------ Provided data

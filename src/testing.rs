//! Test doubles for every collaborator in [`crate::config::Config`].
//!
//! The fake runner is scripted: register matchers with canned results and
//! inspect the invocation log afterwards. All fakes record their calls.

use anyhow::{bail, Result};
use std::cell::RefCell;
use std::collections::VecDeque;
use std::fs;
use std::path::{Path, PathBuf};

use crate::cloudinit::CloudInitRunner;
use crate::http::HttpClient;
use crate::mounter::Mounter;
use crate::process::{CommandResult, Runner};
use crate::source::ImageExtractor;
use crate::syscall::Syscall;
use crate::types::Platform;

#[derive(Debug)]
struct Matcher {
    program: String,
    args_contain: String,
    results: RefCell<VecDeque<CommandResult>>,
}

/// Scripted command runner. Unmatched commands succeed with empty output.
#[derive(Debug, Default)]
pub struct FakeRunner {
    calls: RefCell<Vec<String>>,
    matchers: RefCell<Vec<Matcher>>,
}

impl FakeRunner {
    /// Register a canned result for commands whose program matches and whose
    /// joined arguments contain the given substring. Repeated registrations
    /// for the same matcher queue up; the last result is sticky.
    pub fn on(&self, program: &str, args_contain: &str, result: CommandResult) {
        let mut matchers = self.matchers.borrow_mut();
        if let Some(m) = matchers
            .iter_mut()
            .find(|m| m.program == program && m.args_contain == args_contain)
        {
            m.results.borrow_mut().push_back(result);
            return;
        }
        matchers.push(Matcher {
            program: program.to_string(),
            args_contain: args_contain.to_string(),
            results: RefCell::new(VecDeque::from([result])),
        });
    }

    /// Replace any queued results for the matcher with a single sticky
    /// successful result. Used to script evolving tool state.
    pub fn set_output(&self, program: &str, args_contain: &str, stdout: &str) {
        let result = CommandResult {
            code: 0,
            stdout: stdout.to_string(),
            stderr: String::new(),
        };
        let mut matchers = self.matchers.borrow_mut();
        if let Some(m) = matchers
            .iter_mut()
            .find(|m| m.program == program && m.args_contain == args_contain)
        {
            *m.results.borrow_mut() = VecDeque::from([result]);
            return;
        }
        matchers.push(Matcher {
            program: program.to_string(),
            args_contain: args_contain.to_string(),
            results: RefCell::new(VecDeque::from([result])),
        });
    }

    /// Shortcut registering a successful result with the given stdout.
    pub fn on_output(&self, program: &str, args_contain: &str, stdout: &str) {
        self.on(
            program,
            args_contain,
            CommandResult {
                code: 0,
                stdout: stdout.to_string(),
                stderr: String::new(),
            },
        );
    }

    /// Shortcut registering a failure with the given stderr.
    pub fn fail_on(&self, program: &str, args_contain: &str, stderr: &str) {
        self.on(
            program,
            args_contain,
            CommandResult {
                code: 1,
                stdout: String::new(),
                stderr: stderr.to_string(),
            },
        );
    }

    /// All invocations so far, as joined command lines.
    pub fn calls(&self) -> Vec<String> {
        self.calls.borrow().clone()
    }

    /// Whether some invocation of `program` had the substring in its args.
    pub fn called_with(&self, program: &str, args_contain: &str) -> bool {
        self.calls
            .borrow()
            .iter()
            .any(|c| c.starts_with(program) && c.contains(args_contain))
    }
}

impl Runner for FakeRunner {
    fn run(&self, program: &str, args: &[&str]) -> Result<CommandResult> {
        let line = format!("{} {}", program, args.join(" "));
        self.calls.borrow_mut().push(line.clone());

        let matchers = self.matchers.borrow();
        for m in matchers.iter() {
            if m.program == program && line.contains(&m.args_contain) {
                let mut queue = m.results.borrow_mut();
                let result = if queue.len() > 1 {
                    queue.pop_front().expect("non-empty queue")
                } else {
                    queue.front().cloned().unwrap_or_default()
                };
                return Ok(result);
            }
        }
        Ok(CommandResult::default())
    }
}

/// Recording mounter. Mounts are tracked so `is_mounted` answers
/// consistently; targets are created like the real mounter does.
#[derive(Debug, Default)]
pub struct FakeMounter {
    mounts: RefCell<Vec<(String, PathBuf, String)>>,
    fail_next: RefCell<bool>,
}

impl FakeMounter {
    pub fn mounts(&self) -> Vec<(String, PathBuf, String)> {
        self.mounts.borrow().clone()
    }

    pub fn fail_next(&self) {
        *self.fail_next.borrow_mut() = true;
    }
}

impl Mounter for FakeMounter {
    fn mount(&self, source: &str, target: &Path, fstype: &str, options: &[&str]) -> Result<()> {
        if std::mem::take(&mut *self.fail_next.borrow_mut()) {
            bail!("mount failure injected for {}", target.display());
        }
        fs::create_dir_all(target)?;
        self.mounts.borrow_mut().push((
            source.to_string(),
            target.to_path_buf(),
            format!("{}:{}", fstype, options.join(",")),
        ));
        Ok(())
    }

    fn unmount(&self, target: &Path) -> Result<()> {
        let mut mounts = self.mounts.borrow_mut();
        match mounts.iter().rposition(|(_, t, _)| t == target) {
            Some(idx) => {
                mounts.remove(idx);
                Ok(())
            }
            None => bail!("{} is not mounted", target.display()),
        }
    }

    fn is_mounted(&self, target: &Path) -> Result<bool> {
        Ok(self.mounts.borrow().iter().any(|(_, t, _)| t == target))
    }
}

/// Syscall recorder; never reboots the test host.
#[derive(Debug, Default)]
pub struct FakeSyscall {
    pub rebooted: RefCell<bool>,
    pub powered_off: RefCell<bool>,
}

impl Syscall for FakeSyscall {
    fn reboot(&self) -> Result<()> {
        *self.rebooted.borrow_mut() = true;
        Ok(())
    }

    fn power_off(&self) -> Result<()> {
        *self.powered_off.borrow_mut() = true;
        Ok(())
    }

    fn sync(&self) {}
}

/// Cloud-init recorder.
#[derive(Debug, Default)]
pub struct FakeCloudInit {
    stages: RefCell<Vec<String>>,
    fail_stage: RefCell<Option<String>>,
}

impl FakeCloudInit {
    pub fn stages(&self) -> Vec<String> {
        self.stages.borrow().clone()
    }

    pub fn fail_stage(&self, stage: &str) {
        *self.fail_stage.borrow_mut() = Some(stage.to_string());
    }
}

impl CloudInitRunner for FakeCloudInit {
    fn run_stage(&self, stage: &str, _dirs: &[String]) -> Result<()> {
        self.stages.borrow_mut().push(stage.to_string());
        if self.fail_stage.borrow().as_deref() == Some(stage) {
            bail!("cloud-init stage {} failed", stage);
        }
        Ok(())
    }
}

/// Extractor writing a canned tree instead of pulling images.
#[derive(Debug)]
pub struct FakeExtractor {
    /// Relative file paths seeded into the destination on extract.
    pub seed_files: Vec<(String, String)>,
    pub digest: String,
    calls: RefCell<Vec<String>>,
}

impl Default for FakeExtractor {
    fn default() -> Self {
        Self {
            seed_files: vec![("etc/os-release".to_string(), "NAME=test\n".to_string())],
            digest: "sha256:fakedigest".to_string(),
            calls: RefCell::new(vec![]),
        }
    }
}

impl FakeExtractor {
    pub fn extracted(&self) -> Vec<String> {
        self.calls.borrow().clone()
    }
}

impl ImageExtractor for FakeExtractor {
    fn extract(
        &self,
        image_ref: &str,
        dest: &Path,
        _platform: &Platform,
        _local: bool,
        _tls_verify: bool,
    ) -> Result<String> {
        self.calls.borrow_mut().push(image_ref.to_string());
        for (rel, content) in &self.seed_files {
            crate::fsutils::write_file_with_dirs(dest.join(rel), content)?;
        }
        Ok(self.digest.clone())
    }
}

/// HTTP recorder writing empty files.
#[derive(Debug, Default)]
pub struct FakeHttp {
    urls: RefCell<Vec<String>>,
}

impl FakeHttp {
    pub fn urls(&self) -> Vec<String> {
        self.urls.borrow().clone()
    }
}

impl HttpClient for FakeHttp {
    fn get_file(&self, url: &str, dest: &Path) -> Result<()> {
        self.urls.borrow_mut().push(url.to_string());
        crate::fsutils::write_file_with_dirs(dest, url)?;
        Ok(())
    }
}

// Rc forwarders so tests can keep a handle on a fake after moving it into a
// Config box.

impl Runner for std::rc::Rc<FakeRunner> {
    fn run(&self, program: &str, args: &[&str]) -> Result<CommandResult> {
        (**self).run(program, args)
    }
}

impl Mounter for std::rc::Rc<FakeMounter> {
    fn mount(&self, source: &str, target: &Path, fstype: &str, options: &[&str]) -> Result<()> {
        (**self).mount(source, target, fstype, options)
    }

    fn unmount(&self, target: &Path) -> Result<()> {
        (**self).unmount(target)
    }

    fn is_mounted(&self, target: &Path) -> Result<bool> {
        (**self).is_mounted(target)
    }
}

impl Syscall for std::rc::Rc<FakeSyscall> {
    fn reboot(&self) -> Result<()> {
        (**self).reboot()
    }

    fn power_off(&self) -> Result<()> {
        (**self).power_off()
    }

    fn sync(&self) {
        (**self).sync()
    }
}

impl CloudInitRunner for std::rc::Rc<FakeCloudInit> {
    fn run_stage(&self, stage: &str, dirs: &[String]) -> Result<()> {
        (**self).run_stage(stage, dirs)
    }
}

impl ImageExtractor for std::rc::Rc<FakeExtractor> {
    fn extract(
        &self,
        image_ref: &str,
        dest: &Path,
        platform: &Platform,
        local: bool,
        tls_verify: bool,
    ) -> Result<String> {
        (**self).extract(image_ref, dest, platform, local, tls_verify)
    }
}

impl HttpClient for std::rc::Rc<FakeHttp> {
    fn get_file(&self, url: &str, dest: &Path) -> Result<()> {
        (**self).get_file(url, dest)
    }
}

------------
------ Provided data

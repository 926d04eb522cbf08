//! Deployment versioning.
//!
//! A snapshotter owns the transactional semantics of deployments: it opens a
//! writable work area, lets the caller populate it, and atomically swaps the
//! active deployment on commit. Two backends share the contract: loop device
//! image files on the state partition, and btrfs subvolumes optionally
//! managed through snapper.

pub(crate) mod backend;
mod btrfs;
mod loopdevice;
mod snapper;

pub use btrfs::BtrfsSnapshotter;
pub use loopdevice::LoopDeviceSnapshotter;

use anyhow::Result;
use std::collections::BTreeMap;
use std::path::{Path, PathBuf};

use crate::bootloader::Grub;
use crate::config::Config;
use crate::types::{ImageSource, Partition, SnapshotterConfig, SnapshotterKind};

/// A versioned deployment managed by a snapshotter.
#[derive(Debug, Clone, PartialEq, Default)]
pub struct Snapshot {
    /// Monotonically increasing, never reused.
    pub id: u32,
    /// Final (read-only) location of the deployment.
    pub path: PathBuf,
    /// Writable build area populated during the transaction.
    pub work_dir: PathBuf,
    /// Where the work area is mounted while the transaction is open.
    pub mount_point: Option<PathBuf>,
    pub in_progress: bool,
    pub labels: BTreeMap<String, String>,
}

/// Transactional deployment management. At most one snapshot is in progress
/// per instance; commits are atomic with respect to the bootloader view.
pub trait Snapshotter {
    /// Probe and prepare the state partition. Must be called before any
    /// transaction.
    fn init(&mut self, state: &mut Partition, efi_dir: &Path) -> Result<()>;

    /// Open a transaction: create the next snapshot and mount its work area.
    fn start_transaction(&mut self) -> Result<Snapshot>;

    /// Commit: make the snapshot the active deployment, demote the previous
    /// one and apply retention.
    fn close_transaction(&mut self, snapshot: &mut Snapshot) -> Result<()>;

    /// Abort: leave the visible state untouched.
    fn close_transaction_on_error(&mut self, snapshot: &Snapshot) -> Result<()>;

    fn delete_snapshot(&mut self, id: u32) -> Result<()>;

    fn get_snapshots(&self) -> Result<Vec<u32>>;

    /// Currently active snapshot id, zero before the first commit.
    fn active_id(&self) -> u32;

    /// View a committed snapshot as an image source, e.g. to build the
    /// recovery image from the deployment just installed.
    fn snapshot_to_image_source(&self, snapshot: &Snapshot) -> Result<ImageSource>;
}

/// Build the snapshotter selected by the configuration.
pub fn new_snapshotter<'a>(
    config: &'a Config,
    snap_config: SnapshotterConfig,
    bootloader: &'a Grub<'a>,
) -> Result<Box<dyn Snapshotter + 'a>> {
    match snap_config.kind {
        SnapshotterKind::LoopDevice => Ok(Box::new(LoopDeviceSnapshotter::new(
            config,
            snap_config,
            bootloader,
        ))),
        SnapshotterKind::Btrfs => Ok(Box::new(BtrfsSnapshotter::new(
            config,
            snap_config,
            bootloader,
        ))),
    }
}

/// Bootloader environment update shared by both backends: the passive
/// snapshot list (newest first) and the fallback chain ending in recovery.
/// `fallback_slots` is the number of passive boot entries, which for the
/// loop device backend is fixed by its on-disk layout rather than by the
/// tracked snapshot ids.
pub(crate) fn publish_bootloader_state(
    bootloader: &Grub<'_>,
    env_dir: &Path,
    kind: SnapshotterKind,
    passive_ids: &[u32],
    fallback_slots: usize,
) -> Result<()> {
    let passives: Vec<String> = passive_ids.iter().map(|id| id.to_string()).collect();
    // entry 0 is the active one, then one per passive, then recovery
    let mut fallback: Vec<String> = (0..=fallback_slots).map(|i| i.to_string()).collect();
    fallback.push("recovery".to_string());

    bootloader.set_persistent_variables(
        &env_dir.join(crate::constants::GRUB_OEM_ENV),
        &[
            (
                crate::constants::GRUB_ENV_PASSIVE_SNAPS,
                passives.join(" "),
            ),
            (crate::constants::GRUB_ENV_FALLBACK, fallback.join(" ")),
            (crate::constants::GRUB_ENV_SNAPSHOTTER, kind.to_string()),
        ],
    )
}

------------

### What to do
In the records above, find each line that mentions the word "bool", and copy it.

### Task output
    pub fn called_with(&self, program: &str, args_contain: &str) -> bool {
    fail_next: RefCell<bool>,
    fn is_mounted(&self, target: &Path) -> Result<bool> {
    pub rebooted: RefCell<bool>,
    pub powered_off: RefCell<bool>,
        _local: bool,
        _tls_verify: bool,
    fn is_mounted(&self, target: &Path) -> Result<bool> {
        local: bool,
        tls_verify: bool,
    pub in_progress: bool,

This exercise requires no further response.